Ioannis and his wife and daughter took me to dinner last night at a restaurant in downtown Athens near Syntagma and Mitropolous. We sat at a table on the sidewalk - though it was after 10, it was still very warm. We had tabouleh and greek salad for appetizers. I had smoked trout and pasta, served with olive oil. Everything was delicious.

This morning I took the metro to Omonia Square and walked to a catholic church I had found on the U.S. embassy's web site - I still working on translating the name of the place. In any case, the mass was in Polish I'm certain. The church was nothing special, a basic rectangular layout. The tabernacle was in the wall behind the alter. Also on that wall was a large icon-like picture of Jesus that reminded me of the huge painting of Jesus in the Basilica of the Shrine of the Immaculate Conception in Washington, D.C. The Mass was very crowded - I arrived a little before 8:00, not knowing what time it would start, and waited until someone opened the church at 8:00. I went right in and took a seat, and people just kept arriving until Mass started at 9:00. I think there were folks standing in the back and maybe outside as well.

Went to a nearby bakery immediately afterward to buy a big cinnamon roll and some water and then headed back to Syntagma to see the Parliament (where they were getting ready for the changing of the guard) and some museums, where I did some shopping. Along the way I bought and ate a peach, which was good: ripe and juicy. Took the Metro back to the hotel and then a taxi to the airport. Ioannis had suggested taking the Metro to the airport, but in this heat (over 40 degrees Celcius - 104 Farenheit) I didn't feel up to carrying all my baggage to the Metro station (at least 0.5 km according to the map I just picked up here at the airport).

At the airport I rearranged my stuff (going from tourist to traveler), checked in, called home using the phone card I purchased this morning, and got some lunch (a fountain Sprite - no ice - and a ham & cheese pie) at the Athens airport food court. I stopped by the airport Chapel, which is full of representations of icons painted on the walls, and some actual icons as well. Definitely not non-denominational, like those at U.S. airports.

I was thinking about the Church of the Holy Apostles, which I saw Saturday at the Ancient Agora, and the church I visited this morning. The first is certainly the more interesting building (being 1000 years old) but it is now merely an interesting building - it is no longer used for church services. The second was not an interesting building, but it was alive as Church, the Body of Christ, in a way the first is not. And though I understood very few things said this morning (besides the Alleluia) I knew what was happening and could celebrate with these strangers the Eucharist that all Catholics around the world celebrate today.

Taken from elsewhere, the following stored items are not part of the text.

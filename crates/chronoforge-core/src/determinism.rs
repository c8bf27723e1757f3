//! Deterministic execution context.
//!
//! A [`Determinism`] value bundles the three ambient inputs of event
//! production: a time source, a random source, and the logical node name.
//! Event producers receive the context explicitly instead of reaching for
//! global clocks or thread-local randomness, so two contexts can never
//! interfere no matter how the surrounding tasks are scheduled.
//!
//! A seeded context fixes the instant at `epoch + seed` seconds and seeds the
//! random generator from the same value, making timestamps and every
//! randomness-derived identifier (UUIDs included) reproducible bit for bit
//! from the seed alone. An unseeded context reads the real clock and an
//! OS-seeded generator.

use std::sync::{Mutex, MutexGuard, PoisonError};

use chrono::{DateTime, Utc};
use rand::rngs::StdRng;
use rand::{RngCore, SeedableRng};
use sha2::{Digest, Sha256};
use uuid::Uuid;

/// Node name used when neither an explicit override nor the environment
/// supplies one.
pub const FALLBACK_NODE: &str = "api";

/// Environment variable consulted for the default logical node name.
pub const NODE_ENV_VAR: &str = "CF_NODE";

/// Errors raised when constructing a deterministic context.
#[derive(Debug, thiserror::Error)]
pub enum DeterminismError {
    /// The seed's epoch offset does not map to a representable instant.
    #[error("seed {seed} does not map to a representable instant")]
    SeedOutOfRange {
        /// The offending seed value.
        seed: i64,
    },
}

/// Explicit time, randomness, and identity context for event producers.
///
/// Construct with [`Determinism::wall`] for live operation or
/// [`Determinism::seeded`] for reproducible runs, then thread a reference
/// into everything that stamps time, draws randomness, or names its node.
#[derive(Debug)]
pub struct Determinism {
    /// Fixed instant for seeded contexts; `None` reads the real clock.
    fixed_instant: Option<DateTime<Utc>>,
    rng: Mutex<StdRng>,
    node: String,
}

impl Determinism {
    /// Create a live context: real clock, OS-seeded randomness, node name
    /// resolved from the environment.
    pub fn wall() -> Self {
        Self {
            fixed_instant: None,
            rng: Mutex::new(StdRng::from_os_rng()),
            node: resolve_node(None),
        }
    }

    /// Create a live context with an explicit node name.
    ///
    /// A blank name falls back to the environment/default resolution, same
    /// as [`Determinism::wall`].
    pub fn wall_on(node: &str) -> Self {
        Self {
            fixed_instant: None,
            rng: Mutex::new(StdRng::from_os_rng()),
            node: resolve_node(Some(node)),
        }
    }

    /// Create a reproducible context from a seed.
    ///
    /// The instant is fixed at `epoch + seed` seconds (UTC) and the random
    /// generator is seeded from the same value, so identical seeds yield
    /// identical timestamps and identical random sequences. Negative seeds
    /// are valid and map to instants before the epoch.
    ///
    /// # Errors
    ///
    /// Returns [`DeterminismError::SeedOutOfRange`] if the seed's second
    /// offset cannot be represented as an instant.
    pub fn seeded(node: Option<&str>, seed: i64) -> Result<Self, DeterminismError> {
        let fixed = DateTime::from_timestamp(seed, 0)
            .ok_or(DeterminismError::SeedOutOfRange { seed })?;
        Ok(Self {
            fixed_instant: Some(fixed),
            rng: Mutex::new(StdRng::seed_from_u64(u64::from_le_bytes(
                seed.to_le_bytes(),
            ))),
            node: resolve_node(node),
        })
    }

    /// Current instant: the fixed instant for seeded contexts, otherwise the
    /// real clock.
    ///
    /// Truncated to microsecond precision so a stamped instant survives a
    /// `TIMESTAMPTZ` round-trip unchanged.
    pub fn now(&self) -> DateTime<Utc> {
        let at = self.fixed_instant.unwrap_or_else(Utc::now);
        DateTime::from_timestamp_micros(at.timestamp_micros()).unwrap_or(at)
    }

    /// Effective logical node name for events produced under this context.
    pub fn node(&self) -> &str {
        &self.node
    }

    /// Whether this context was constructed from a seed.
    pub const fn is_deterministic(&self) -> bool {
        self.fixed_instant.is_some()
    }

    /// Draw the next 64-bit value from the context's random source.
    pub fn next_u64(&self) -> u64 {
        self.rng().next_u64()
    }

    /// Generate an RFC 4122 version-4 UUID from the context's random source.
    ///
    /// Under a seeded context the full UUID sequence is reproducible from
    /// the seed.
    pub fn random_uuid(&self) -> Uuid {
        let mut bytes = [0u8; 16];
        self.rng().fill_bytes(&mut bytes);
        uuid::Builder::from_random_bytes(bytes).into_uuid()
    }

    /// Derive a stable 64-bit seed from arbitrary string parts.
    ///
    /// The derivation is a SHA-256 digest of the concatenated parts, taking
    /// the first eight bytes big-endian. Identical parts always derive the
    /// identical seed.
    pub fn seed_from(parts: &[&str]) -> i64 {
        let mut hasher = Sha256::new();
        for part in parts {
            hasher.update(part.as_bytes());
        }
        let digest: [u8; 32] = hasher.finalize().into();
        let head = digest.first_chunk::<8>().copied().unwrap_or_default();
        i64::from_be_bytes(head)
    }

    /// Lock the random source, recovering from a poisoned lock.
    fn rng(&self) -> MutexGuard<'_, StdRng> {
        self.rng.lock().unwrap_or_else(PoisonError::into_inner)
    }
}

impl Default for Determinism {
    fn default() -> Self {
        Self::wall()
    }
}

/// Resolve the effective node name.
///
/// Precedence: non-blank explicit override, then the `CF_NODE` environment
/// variable, then [`FALLBACK_NODE`].
fn resolve_node(explicit: Option<&str>) -> String {
    if let Some(node) = explicit
        && !node.trim().is_empty()
    {
        return node.to_owned();
    }
    match std::env::var(NODE_ENV_VAR) {
        Ok(env_node) if !env_node.trim().is_empty() => env_node,
        _ => FALLBACK_NODE.to_owned(),
    }
}
//! Core types for the ChronoForge temporal event store.
//!
//! This crate holds the causal data model and the deterministic-execution
//! facility shared by every backend and surface:
//!
//! - [`causal`] -- vector clocks and the four-way causal ordering
//! - [`determinism`] -- explicit time/randomness/identity context
//! - [`event`] -- entity identity and the immutable event record
//! - [`snapshot`] -- the materialized per-entity document snapshot
//! - [`config`] -- typed YAML configuration with env overrides

pub mod causal;
pub mod config;
pub mod determinism;
pub mod event;
pub mod snapshot;

// Re-export primary types for convenience.
pub use causal::{CausalOrder, VectorClock};
pub use config::{
    ChronoforgeConfig, ConfigError, LoggingConfig, NodeConfig, ServiceConfig, StoreBackend,
    StoreConfig,
};
pub use determinism::{Determinism, DeterminismError, FALLBACK_NODE, NODE_ENV_VAR};
pub use event::{TemporalEvent, TemporalId, event_types};
pub use snapshot::DocSnapshot;
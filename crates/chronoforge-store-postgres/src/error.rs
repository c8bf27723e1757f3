//! Error types for the `PostgreSQL` data layer.
//!
//! Pool lifecycle and migrations report through [`DbError`]; the
//! [`chronoforge_store::EventStore`] trait methods map database failures
//! into [`chronoforge_store::StoreError`] so consumers stay
//! backend-agnostic.

/// Errors that can occur in the `PostgreSQL` data layer.
#[derive(Debug, thiserror::Error)]
pub enum DbError {
    /// A `PostgreSQL` operation failed.
    #[error("PostgreSQL error: {0}")]
    Postgres(#[from] sqlx::Error),

    /// A `PostgreSQL` migration failed.
    #[error("PostgreSQL migration error: {0}")]
    Migration(#[from] sqlx::migrate::MigrateError),

    /// A configuration error.
    #[error("Configuration error: {0}")]
    Config(String),
}
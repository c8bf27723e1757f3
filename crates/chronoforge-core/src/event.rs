//! Entity identity and the temporal event record.
//!
//! A [`TemporalEvent`] is the unit of fact in the store: immutable once
//! constructed, stamped with the producer's instant and a vector-clock
//! snapshot in which the producing node has already ticked. Events are never
//! updated or deleted; state is derived by folding them.

use std::fmt;
use std::str::FromStr;

use chrono::{DateTime, Utc};
use serde::{Deserialize, Serialize};
use serde_json::{Map, Value};
use uuid::Uuid;

use crate::causal::VectorClock;
use crate::determinism::{Determinism, FALLBACK_NODE};

/// Well-known event type tags understood by the document projector.
///
/// Other tags pass through the store untouched; the projector ignores them.
pub mod event_types {
    /// Merge the payload's fields into the entity's document.
    pub const DOC_SET: &str = "DOC_SET";
    /// Remove the keys listed under [`DEL_KEYS_FIELD`] from the document.
    pub const DOC_DEL: &str = "DOC_DEL";
    /// Payload field holding the key list of a [`DOC_DEL`] event.
    pub const DEL_KEYS_FIELD: &str = "keys";
}

/// Opaque identifier of an entity whose history lives in the store.
///
/// Serializes as the canonical UUID string form on the wire.
#[derive(Debug, Clone, Copy, PartialEq, Eq, PartialOrd, Ord, Hash, Serialize, Deserialize)]
pub struct TemporalId(pub Uuid);

impl TemporalId {
    /// Wrap an existing UUID.
    pub const fn new(value: Uuid) -> Self {
        Self(value)
    }

    /// Generate an identifier from a determinism context.
    ///
    /// Under a seeded context the identifier is reproducible from the seed.
    pub fn generate(det: &Determinism) -> Self {
        Self(det.random_uuid())
    }

    /// Return the inner [`Uuid`] value.
    pub const fn into_inner(self) -> Uuid {
        self.0
    }
}

impl fmt::Display for TemporalId {
    fn fmt(&self, f: &mut fmt::Formatter<'_>) -> fmt::Result {
        write!(f, "{}", self.0)
    }
}

impl FromStr for TemporalId {
    type Err = uuid::Error;

    fn from_str(s: &str) -> Result<Self, Self::Err> {
        Ok(Self(Uuid::parse_str(s)?))
    }
}

impl From<Uuid> for TemporalId {
    fn from(value: Uuid) -> Self {
        Self(value)
    }
}

impl From<TemporalId> for Uuid {
    fn from(id: TemporalId) -> Self {
        id.0
    }
}

/// An immutable, causally-timestamped fact about one entity.
///
/// Identity for deduplication is not a field: storage backends derive a
/// content hash over `(entity_id, type, observed_at, payload)` and absorb
/// re-appends of identical content.
#[derive(Debug, Clone, PartialEq, Serialize, Deserialize)]
pub struct TemporalEvent {
    /// The entity this event belongs to.
    pub entity_id: TemporalId,
    /// String tag, e.g. `DOC_SET` or `DOC_DEL`.
    #[serde(rename = "type")]
    pub event_type: String,
    /// Instant assigned by the producer's active clock (seeded or wall).
    pub observed_at: DateTime<Utc>,
    /// Vector-clock snapshot with the producing node already ticked.
    pub clock: VectorClock,
    /// Arbitrary keyed payload.
    pub payload: Map<String, Value>,
    /// Logical producer identity.
    #[serde(default = "default_node")]
    pub node: String,
}

fn default_node() -> String {
    FALLBACK_NODE.to_owned()
}

impl TemporalEvent {
    /// Record a new event under the given determinism context.
    ///
    /// The instant and node come from the context, and the clock is a fresh
    /// one ticked once for the producing node.
    pub fn observed(
        det: &Determinism,
        entity_id: TemporalId,
        event_type: &str,
        payload: Map<String, Value>,
    ) -> Self {
        let node = det.node().to_owned();
        let mut clock = VectorClock::new();
        clock.tick(&node);
        Self {
            entity_id,
            event_type: event_type.to_owned(),
            observed_at: det.now(),
            clock,
            payload,
            node,
        }
    }

    /// Record a [`event_types::DOC_SET`] event merging `fields` into the
    /// entity's document.
    pub fn doc_set(det: &Determinism, entity_id: TemporalId, fields: Map<String, Value>) -> Self {
        Self::observed(det, entity_id, event_types::DOC_SET, fields)
    }

    /// Record a [`event_types::DOC_DEL`] event removing `keys` from the
    /// entity's document.
    pub fn doc_del(det: &Determinism, entity_id: TemporalId, keys: Vec<String>) -> Self {
        let mut payload = Map::new();
        payload.insert(
            event_types::DEL_KEYS_FIELD.to_owned(),
            Value::Array(keys.into_iter().map(Value::String).collect()),
        );
        Self::observed(det, entity_id, event_types::DOC_DEL, payload)
    }
}

#[cfg(test)]
#[allow(clippy::unwrap_used)]
mod tests {
    use super::*;

    fn seeded() -> Determinism {
        Determinism::seeded(Some("n1"), 100).unwrap()
    }

    #[test]
    fn id_round_trips_through_string_form() {
        let det = seeded();
        let id = TemporalId::generate(&det);
        let parsed: TemporalId = id.to_string().parse().unwrap();
        assert_eq!(parsed, id);
    }

    #[test]
    fn id_rejects_malformed_input() {
        let parsed = "not-a-uuid".parse::<TemporalId>();
        assert!(parsed.is_err());
    }

    #[test]
    fn observed_stamps_context_time_and_node() {
        let det = seeded();
        let id = TemporalId::generate(&det);
        let event = TemporalEvent::observed(&det, id, "DOC_SET", Map::new());

        assert_eq!(event.observed_at, det.now());
        assert_eq!(event.node, "n1");
        assert_eq!(event.clock.get("n1"), 1);
        assert_eq!(event.clock.get("n2"), 0);
    }

    #[test]
    fn doc_del_wraps_keys_in_payload() {
        let det = seeded();
        let id = TemporalId::generate(&det);
        let event = TemporalEvent::doc_del(&det, id, vec!["a".to_owned(), "b".to_owned()]);

        assert_eq!(event.event_type, event_types::DOC_DEL);
        let keys = event
            .payload
            .get(event_types::DEL_KEYS_FIELD)
            .and_then(Value::as_array)
            .unwrap();
        assert_eq!(keys.len(), 2);
    }

    #[test]
    fn wire_form_uses_type_field_and_string_id() {
        let det = seeded();
        let id = TemporalId::generate(&det);
        let mut fields = Map::new();
        fields.insert("a".to_owned(), Value::from(1));
        let event = TemporalEvent::doc_set(&det, id, fields);

        let json = serde_json::to_value(&event).unwrap();
        assert_eq!(json.get("type").unwrap(), "DOC_SET");
        assert_eq!(
            json.get("entity_id").unwrap().as_str().unwrap(),
            id.to_string()
        );

        let back: TemporalEvent = serde_json::from_value(json).unwrap();
        assert_eq!(back, event);
    }

    #[test]
    fn node_defaults_when_absent_from_wire_form() {
        let raw = serde_json::json!({
            "entity_id": "8c0f1f8e-1111-4222-8333-444455556666",
            "type": "DOC_SET",
            "observed_at": "2026-01-01T00:00:00Z",
            "clock": {"n1": 1},
            "payload": {}
        });
        let event: TemporalEvent = serde_json::from_value(raw).unwrap();
        assert_eq!(event.node, FALLBACK_NODE);
    }
}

Saw lots of tourists this morning around Syntagma and often walked past couples or families or young adults speaking English. Tourist-oriented stores (selling souvenirs and sponges and postcards) and restaurants were open, but the finer clothing and jewelry stores (and a store selling Greek Orthodox religious articles) were not.
Also saw lots of natives headed to the beach; the Metro will take them to a tram station, where they can board a tram that heads down the coast to various beaches. Many were wearing coverups over swimsuits; others had blankets or mats to put down. I believe that Ioannis and his family were headed there as well.

Now 5:30 and we're supposed to leave at 5:45.